• WHAT YOU ARE ASKED TO DO: In the entries below, count every line containing "against". Reply with the number alone.

(Saved data entries)
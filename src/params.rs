//! Copyright © 2025-2026 Wenze Wei. All Rights Reserved.
//!
//! This file is part of Mx.
//! The Mx project belongs to the Dunimd Team.
//!
//! Licensed under the Apache License, Version 2.0 (the "License");
//! You may not use this file except in compliance with the License.
//! You may obtain a copy of the License at
//!
//!     http://www.apache.org/licenses/LICENSE-2.0
//!
//! Unless required by applicable law or agreed to in writing, software
//! distributed under the License is distributed on an "AS IS" BASIS,
//! WITHOUT WARRANTIES OR CONDITIONS OF ANY KIND, either express or implied.
//! See the License for the specific language governing permissions and
//! limitations under the License.

//! # Aggregation Request Parameters
//!
//! The request-side description of an aggregation. The tidy transform reads
//! `measures`, `properties` and `parents` from it; the remaining fields are
//! carried for callers that build the actual request.
//!
//! Parameters can be built against a cube or loaded from configuration:
//!
//! ```yaml
//! drilldown:
//!   - {name: Year, caption: Year, full_name: "[Date].[Year]"}
//! measures:
//!   - {name: FOB US, caption: FOB US}
//! properties:
//!   - "ISICrev4.Level 2.Level 2 ES"
//! parents: true
//! ```

use std::path::Path;

use serde::{Deserialize, Serialize};

use crate::cube::{MxCube, MxLevel, MxMeasure};
use crate::errors::{MxError, Result};
use crate::identifier::MxIdentifier;

#[derive(Clone, Debug, Default, PartialEq, Serialize, Deserialize)]
#[serde(default)]
pub struct MxAggregationParams {
    pub drilldown: Vec<MxLevel>,
    pub cut: Vec<String>,
    pub measures: Vec<MxMeasure>,
    /// Property paths of the form `Dimension.Level.Property`.
    pub properties: Vec<String>,
    pub caption: Vec<String>,
    /// Request ancestors so the table can expand parent levels.
    pub parents: bool,
    pub nonempty: bool,
    pub distinct: bool,
}

impl MxAggregationParams {
    /// Empty parameters; add measures before sending.
    pub fn new() -> Self {
        Self::default()
    }

    /// Parses parameters from JSON.
    pub fn from_json_str(source: &str) -> Result<Self> {
        Ok(serde_json::from_str(source)?)
    }

    /// Parses parameters from YAML.
    pub fn from_yaml_str(source: &str) -> Result<Self> {
        Ok(serde_yaml::from_str(source)?)
    }

    /// Loads parameters from a `.json`, `.yaml` or `.yml` file.
    pub fn from_file(path: &Path) -> Result<Self> {
        let content = std::fs::read_to_string(path)?;

        let extension = path
            .extension()
            .and_then(|e| e.to_str())
            .unwrap_or("")
            .to_lowercase();

        match extension.as_str() {
            "json" => Self::from_json_str(&content),
            "yaml" | "yml" => Self::from_yaml_str(&content),
            other => Err(MxError::validation(format!(
                "unsupported parameter file extension '{}'",
                other
            ))),
        }
    }

    /// Appends `Dimension.Level.Property` paths.
    pub fn with_properties<I, S>(mut self, properties: I) -> Self
    where
        I: IntoIterator<Item = S>,
        S: Into<String>,
    {
        self.properties.extend(properties.into_iter().map(Into::into));
        self
    }

    /// Appends caption property paths.
    pub fn with_captions<I, S>(mut self, captions: I) -> Self
    where
        I: IntoIterator<Item = S>,
        S: Into<String>,
    {
        self.caption.extend(captions.into_iter().map(Into::into));
        self
    }

    pub fn with_parents(mut self, parents: bool) -> Self {
        self.parents = parents;
        self
    }

    pub fn with_nonempty(mut self, nonempty: bool) -> Self {
        self.nonempty = nonempty;
        self
    }

    pub fn with_distinct(mut self, distinct: bool) -> Self {
        self.distinct = distinct;
        self
    }

    /// An aggregation needs at least one measure.
    pub fn validate(&self) -> Result<()> {
        if self.measures.is_empty() {
            return Err(MxError::validation("must provide at least one measure"));
        }
        Ok(())
    }
}

impl MxCube {
    /// Builds request parameters by resolving drilldown names and measure
    /// names against this cube.
    pub fn aggregation_params(
        &self,
        drilldown: &[&str],
        cut: &[&str],
        measures: &[&str],
    ) -> Result<MxAggregationParams> {
        let drilldown = drilldown
            .iter()
            .map(|text| {
                let identifier = MxIdentifier::parse(text)?;
                let mut level = self.identifier_level(&identifier)?.clone();
                if level.full_name.is_none() {
                    level.full_name = Some(identifier.to_string());
                }
                Ok(level)
            })
            .collect::<Result<Vec<_>>>()?;

        let measures = measures
            .iter()
            .map(|name| self.measure(name).cloned())
            .collect::<Result<Vec<_>>>()?;

        let params = MxAggregationParams {
            drilldown,
            cut: cut.iter().map(|c| c.to_string()).collect(),
            measures,
            ..MxAggregationParams::default()
        };

        log::debug!(
            "params.build: aggregation parameters resolved - cube={}, drilldown={}, measures={}",
            self.name,
            params.drilldown.len(),
            params.measures.len()
        );

        Ok(params)
    }
}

• COMPLETED TASK: 2